Exercise description -
Find and copy each line of the data that includes "TcpStream".

[Stored data]

====

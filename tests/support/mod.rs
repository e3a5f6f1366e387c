// Shared primitives for one-time server bootstrapping across integration tests.
#![allow(dead_code)]

use std::{
    sync::{Arc, OnceLock},
    time::Duration,
};

use base64::Engine;
use futures_util::{SinkExt, StreamExt};
use tokio_tungstenite::tungstenite::Message;
use tokio_tungstenite::tungstenite::client::IntoClientRequest;
use tokio_tungstenite::tungstenite::http::HeaderValue;
use tokio_tungstenite::{MaybeTlsStream, WebSocketStream};

/// Password the test server is configured with.
pub const TEST_PASSWORD: &str = "integration-password";

// Global host:port used by all tests after the server publishes its bound address.
static SERVER_ADDR: OnceLock<String> = OnceLock::new();
// One-time guard that ensures the server bootstrap path runs only once.
static SERVER_READY: OnceLock<()> = OnceLock::new();

/// Ensure the test server is running and return the shared host:port.
pub fn ensure_server() -> &'static str {
    SERVER_READY.get_or_init(|| {
        let published_addr = Arc::new(OnceLock::<String>::new());
        let published_addr_thread = Arc::clone(&published_addr);
        // Spawn an OS thread so the server outlives individual `#[tokio::test]` runtimes.
        std::thread::spawn(move || {
            let runtime = tokio::runtime::Runtime::new().expect("test runtime");
            runtime.block_on(async move {
                // Bind to an ephemeral port to avoid collisions with local services.
                let listener = tokio::net::TcpListener::bind("127.0.0.1:0")
                    .await
                    .expect("bind ephemeral test port");
                let addr = listener.local_addr().expect("get local addr");
                let _ = published_addr_thread.set(addr.to_string());
                let config = prompter_server::Config {
                    port: addr.port(),
                    password: TEST_PASSWORD.to_string(),
                    trust_proxy: false,
                };
                prompter_server::run(listener, config)
                    .await
                    .expect("server failed");
            });
        });
        wait_for_server_addr_and_readiness(published_addr);
    });

    SERVER_ADDR
        .get()
        .expect("server address should be initialized")
        .as_str()
}

// Wait for address publication and then for the socket to accept TCP connections.
fn wait_for_server_addr_and_readiness(published_addr: Arc<OnceLock<String>>) {
    let addr = loop {
        if let Some(addr) = published_addr.get() {
            break addr.clone();
        }
        std::thread::sleep(Duration::from_millis(10));
    };

    let _ = SERVER_ADDR.set(addr.clone());

    // Retry for a short period to avoid racing server bind/accept.
    for _ in 0..100 {
        if std::net::TcpStream::connect(&addr).is_ok() {
            return;
        }
        std::thread::sleep(Duration::from_millis(20));
    }

    panic!("server did not become ready in time");
}

pub type WsClient = WebSocketStream<MaybeTlsStream<tokio::net::TcpStream>>;

/// Connects a WebSocket client with valid credentials and the given role
/// sub-protocol.
pub async fn connect(protocol: &str) -> WsClient {
    try_connect(Some(protocol), Some(TEST_PASSWORD))
        .await
        .expect("websocket connect")
}

/// Connects a WebSocket client with optional sub-protocol and credentials.
pub async fn try_connect(
    protocol: Option<&str>,
    password: Option<&str>,
) -> Result<WsClient, tokio_tungstenite::tungstenite::Error> {
    let addr = ensure_server();
    let mut request = format!("ws://{addr}/ws").into_client_request()?;
    if let Some(password) = password {
        let credentials =
            base64::engine::general_purpose::STANDARD.encode(format!("admin:{password}"));
        request.headers_mut().insert(
            "Authorization",
            HeaderValue::from_str(&format!("Basic {credentials}")).expect("header value"),
        );
    }
    if let Some(protocol) = protocol {
        request.headers_mut().insert(
            "Sec-WebSocket-Protocol",
            HeaderValue::from_str(protocol).expect("header value"),
        );
    }
    let (client, _response) = tokio_tungstenite::connect_async(request).await?;
    Ok(client)
}

/// Next text frame from the server, parsed as JSON. Panics on timeout.
pub async fn recv_json(client: &mut WsClient) -> serde_json::Value {
    loop {
        let message = tokio::time::timeout(Duration::from_secs(5), client.next())
            .await
            .expect("timed out waiting for message")
            .expect("stream ended while waiting for message")
            .expect("websocket error");
        if let Message::Text(text) = message {
            return serde_json::from_str(&text).expect("server sent invalid json");
        }
    }
}

/// Asserts that no frame arrives within a short window. Messages this guards
/// against would already be queued by the time callers get here.
pub async fn expect_silence(client: &mut WsClient) {
    match tokio::time::timeout(Duration::from_millis(300), client.next()).await {
        Err(_) => {}
        Ok(Some(Ok(message))) => panic!("expected no message, got {message:?}"),
        Ok(Some(Err(e))) => panic!("websocket error while expecting silence: {e}"),
        Ok(None) => panic!("stream ended while expecting silence"),
    }
}

/// Sends a JSON value as a text frame.
pub async fn send_json(client: &mut WsClient, value: serde_json::Value) {
    send_text(client, &value.to_string()).await;
}

/// Sends a raw text frame, JSON or not.
pub async fn send_text(client: &mut WsClient, text: &str) {
    client
        .send(Message::text(text.to_string()))
        .await
        .expect("websocket send");
}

====

Result of the exercise -
        if std::net::TcpStream::connect(&addr).is_ok() {
pub type WsClient = WebSocketStream<MaybeTlsStream<tokio::net::TcpStream>>;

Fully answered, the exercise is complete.